There was no treatment modality that hEDS patients clearly reported as beneficial for hypermobility pain. A greater proportion of them reported hypermobility pain reduction with exercise compared with those reporting worsening (76.9% vs. 46.8%), but this difference failed to reach statistical significance.
A significantly greater proportion of people with HDS considered that exercise and physical therapy contributed to reducing all types of pain.
The [treatment] modality that patients with hEDS or … HSD reported to be the most beneficial at reducing hypermobility, joint, and muscle pain was physical activity/exercise.
Also, more hEDS participants reported that topical medications made their muscle pain worse, compared with those who reported pain reduction with such treatments (48.2% vs. 18.8%).
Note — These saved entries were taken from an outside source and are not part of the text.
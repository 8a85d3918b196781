use crate::{
    burnday::{BreakHour, BurnDay, DailyFirePower},
    closure::MergeClosure,
    pipeline,
    store::{ClusterObservation, ClusterStore, FireRecord, FireStore},
    timeseries::FirePowerTimeSeries,
    FireId, FirePowerError, FirePowerResult,
};
use chrono::{DateTime, Utc};
use log::{debug, info};
use rusqlite::{Connection, OpenFlags};
use std::{
    ffi::OsString,
    path::{Path, PathBuf},
};

/// Environment variable checked for the path to the clusters database.
pub const CLUSTER_DB_ENV: &str = "CLUSTER_DB";
/// Environment variable checked for the path to the fires database.
pub const FIRES_DB_ENV: &str = "FIRES_DB";

/// Largest number of ids bound to a single `IN (...)` query.
const MAX_IDS_PER_QUERY: usize = 500;

/// The locations of the clusters database (from findfire) and the fires database (from
/// connectfire).
#[derive(Debug, Clone, PartialEq, Eq)]
pub struct DataSources {
    pub clusters: PathBuf,
    pub fires: PathBuf,
}

impl DataSources {
    /// Use the paths given, and fill in any that are missing from the "CLUSTER_DB" and "FIRES_DB"
    /// environment variables.
    pub fn resolve(clusters: Option<PathBuf>, fires: Option<PathBuf>) -> FirePowerResult<Self> {
        Self::resolve_with(clusters, fires, |var| std::env::var_os(var))
    }

    fn resolve_with<F>(
        clusters: Option<PathBuf>,
        fires: Option<PathBuf>,
        env: F,
    ) -> FirePowerResult<Self>
    where
        F: Fn(&str) -> Option<OsString>,
    {
        let lookup = |given: Option<PathBuf>, var: &'static str| {
            given
                .or_else(|| env(var).filter(|v| !v.is_empty()).map(PathBuf::from))
                .ok_or(FirePowerError::MissingDataSource(var))
        };

        Ok(DataSources {
            clusters: lookup(clusters, CLUSTER_DB_ENV)?,
            fires: lookup(fires, FIRES_DB_ENV)?,
        })
    }
}

/**
 * A read only handle to the clusters and fires databases.
 *
 * The clusters live in one database and the fires and their associations with clusters in
 * another, so this holds one connection to each. The connections are not shared; if several
 * threads need to query, give each its own handle.
 */
pub struct SatFireDatabases {
    clusters: Connection,
    fires: Connection,
}

impl SatFireDatabases {
    /// Open both databases.
    pub fn connect(sources: &DataSources) -> FirePowerResult<Self> {
        let clusters = Self::open_database_to_read(&sources.clusters)?;
        let fires = Self::open_database_to_read(&sources.fires)?;

        info!(
            target: "startup",
            "opened clusters {} and fires {}",
            sources.clusters.display(),
            sources.fires.display()
        );

        Ok(SatFireDatabases { clusters, fires })
    }

    /// Open the databases, using the environment for any path not supplied.
    pub fn open(clusters: Option<PathBuf>, fires: Option<PathBuf>) -> FirePowerResult<Self> {
        let sources = DataSources::resolve(clusters, fires)?;
        Self::connect(&sources)
    }

    /// Wrap connections that are already open.
    pub fn from_connections(clusters: Connection, fires: Connection) -> Self {
        SatFireDatabases { clusters, fires }
    }

    fn open_database_to_read(path: &Path) -> FirePowerResult<Connection> {
        let conn = rusqlite::Connection::open_with_flags(
            path,
            OpenFlags::SQLITE_OPEN_READ_ONLY | OpenFlags::SQLITE_OPEN_NO_MUTEX,
        )?;

        // A 5-second busy time out is WAY too much. If we hit this something has gone terribly wrong.
        conn.busy_timeout(std::time::Duration::from_secs(5))?;

        Ok(conn)
    }

    /// Get the merge closure of a fire.
    pub fn resolve_closure(&self, fire_id: FireId) -> FirePowerResult<MergeClosure> {
        crate::closure::resolve_closure(self, fire_id)
    }

    /// Get a time series of total fire power and maximum temperature for a fire and every fire
    /// that merged into it.
    pub fn total_fire_power_time_series(
        &self,
        fire_id: FireId,
    ) -> FirePowerResult<FirePowerTimeSeries> {
        pipeline::total_fire_power_time_series(self, fire_id)
    }

    /// Same as [total_fire_power_time_series](Self::total_fire_power_time_series), grouped by
    /// burn day.
    pub fn total_fire_power_by_day(
        &self,
        fire_id: FireId,
        break_hour: BreakHour,
    ) -> FirePowerResult<DailyFirePower> {
        pipeline::total_fire_power_by_day(self, fire_id, break_hour)
    }

    /// Get the burn days between `start` and `end` (inclusive, either may be open) for each fire.
    pub fn daily_data(
        &self,
        fire_ids: &[FireId],
        break_hour: BreakHour,
        start: Option<BurnDay>,
        end: Option<BurnDay>,
    ) -> FirePowerResult<Vec<DailyFirePower>> {
        pipeline::daily_data(self, fire_ids, break_hour, start, end)
    }

    fn cluster_ids_for(&self, fire_id: FireId) -> FirePowerResult<Vec<u64>> {
        let mut stmt = self
            .fires
            .prepare_cached(include_str!("database/fire_associations.sql"))?;

        let ids = stmt
            .query_map([fire_id], |row| row.get::<_, u64>(0))?
            .collect::<Result<Vec<_>, _>>()?;

        Ok(ids)
    }

    fn clusters_by_id(
        &self,
        fire_id: FireId,
        cluster_ids: &[u64],
        observations: &mut Vec<ClusterObservation>,
    ) -> FirePowerResult<()> {
        for chunk in cluster_ids.chunks(MAX_IDS_PER_QUERY) {
            let placeholders = vec!["?"; chunk.len()].join(",");
            let query = format!(
                r#"SELECT
                     cluster_id,
                     start_time,
                     power,
                     max_temperature
                   FROM clusters
                   WHERE cluster_id IN ({})"#,
                placeholders
            );

            let mut stmt = self.clusters.prepare(&query)?;
            let rows = stmt.query_and_then(
                rusqlite::params_from_iter(chunk.iter()),
                |row| -> FirePowerResult<ClusterObservation> {
                    let cluster_id: u64 = row.get(0)?;
                    let timestamp: i64 = row.get(1)?;
                    let start_time = DateTime::<Utc>::from_timestamp(timestamp, 0)
                        .ok_or(FirePowerError::InvalidTimestamp(timestamp))?;

                    Ok(ClusterObservation {
                        cluster_id,
                        fire_id,
                        start_time,
                        power: row.get(2)?,
                        max_temperature: row.get(3)?,
                    })
                },
            )?;

            for obs in rows {
                observations.push(obs?);
            }
        }

        Ok(())
    }
}

fn row_to_fire_record(row: &rusqlite::Row) -> rusqlite::Result<FireRecord> {
    let fire_id: u64 = row.get(0)?;
    let satellite: String = row.get(1)?;
    // connectfire records 0 for fires that were never merged.
    let merged_into: Option<u64> = row.get::<_, Option<u64>>(2)?.filter(|id| *id != 0);

    Ok(FireRecord {
        fire_id,
        satellite,
        merged_into,
    })
}

impl FireStore for SatFireDatabases {
    fn fire(&self, fire_id: FireId) -> FirePowerResult<Option<FireRecord>> {
        let mut stmt = self
            .fires
            .prepare_cached(include_str!("database/fire_by_id.sql"))?;

        let mut rows = stmt.query_map([fire_id], row_to_fire_record)?;
        match rows.next() {
            Some(res) => Ok(Some(res?)),
            None => Ok(None),
        }
    }

    fn fires_merged_into(&self, targets: &[FireId]) -> FirePowerResult<Vec<FireRecord>> {
        let mut stmt = self
            .fires
            .prepare_cached(include_str!("database/fires_merged_into.sql"))?;

        let mut fires = vec![];
        for &target in targets {
            for res in stmt.query_map([target], row_to_fire_record)? {
                fires.push(res?);
            }
        }

        Ok(fires)
    }
}

impl ClusterStore for SatFireDatabases {
    fn observations_for(&self, fire_ids: &[FireId]) -> FirePowerResult<Vec<ClusterObservation>> {
        let mut observations = vec![];

        for &fire_id in fire_ids {
            let cluster_ids = self.cluster_ids_for(fire_id)?;
            debug!(target: "database", "fire {} has {} clusters", fire_id, cluster_ids.len());

            self.clusters_by_id(fire_id, &cluster_ids, &mut observations)?;
        }

        Ok(observations)
    }
}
A greater proportion of those with HSD considered that injections made their joint pain worse (28.3% vs. 10.8%).
Overall, “the modality that patients with hEDS or … HSD reported to be the most beneficial at reducing hypermobility, joint, and muscle pain was physical activity/exercise,” the researchers wrote. “In contrast, [physical therapy] was reported to [ease] pain only in patients with HSD.”
Most patients reported that clinical referrals helped ease their symptoms. Specifically, about 75% of the people in both groups considered referrals to genetics, eye and vision care, and acupuncture beneficial, while approximately 60% reported that mind-body therapy eased their pain.
Additionally, a referral to psychology was deemed beneficial by 65% of those with hEDS and 40% of HDS patients. Referral to pain rehabilitation was considered favorable by most HDS patients (65%), but by one quarter of those with hEDS.
The referral findings “contrasted [with] findings with treatments/therapies, which overall patients reported did not improve their pain,” the researchers wrote. Among the reasons cited by the investigators were that “many of the treatments are patient administered rather than physician-prescribed therapies, the diversity of treatments examined in the study, and the lack of information on dose or method of treatment.”
Overall, the team noted that “future research is needed to better understand the most effective strategies to reduce pain in hEDS/HSD patients.”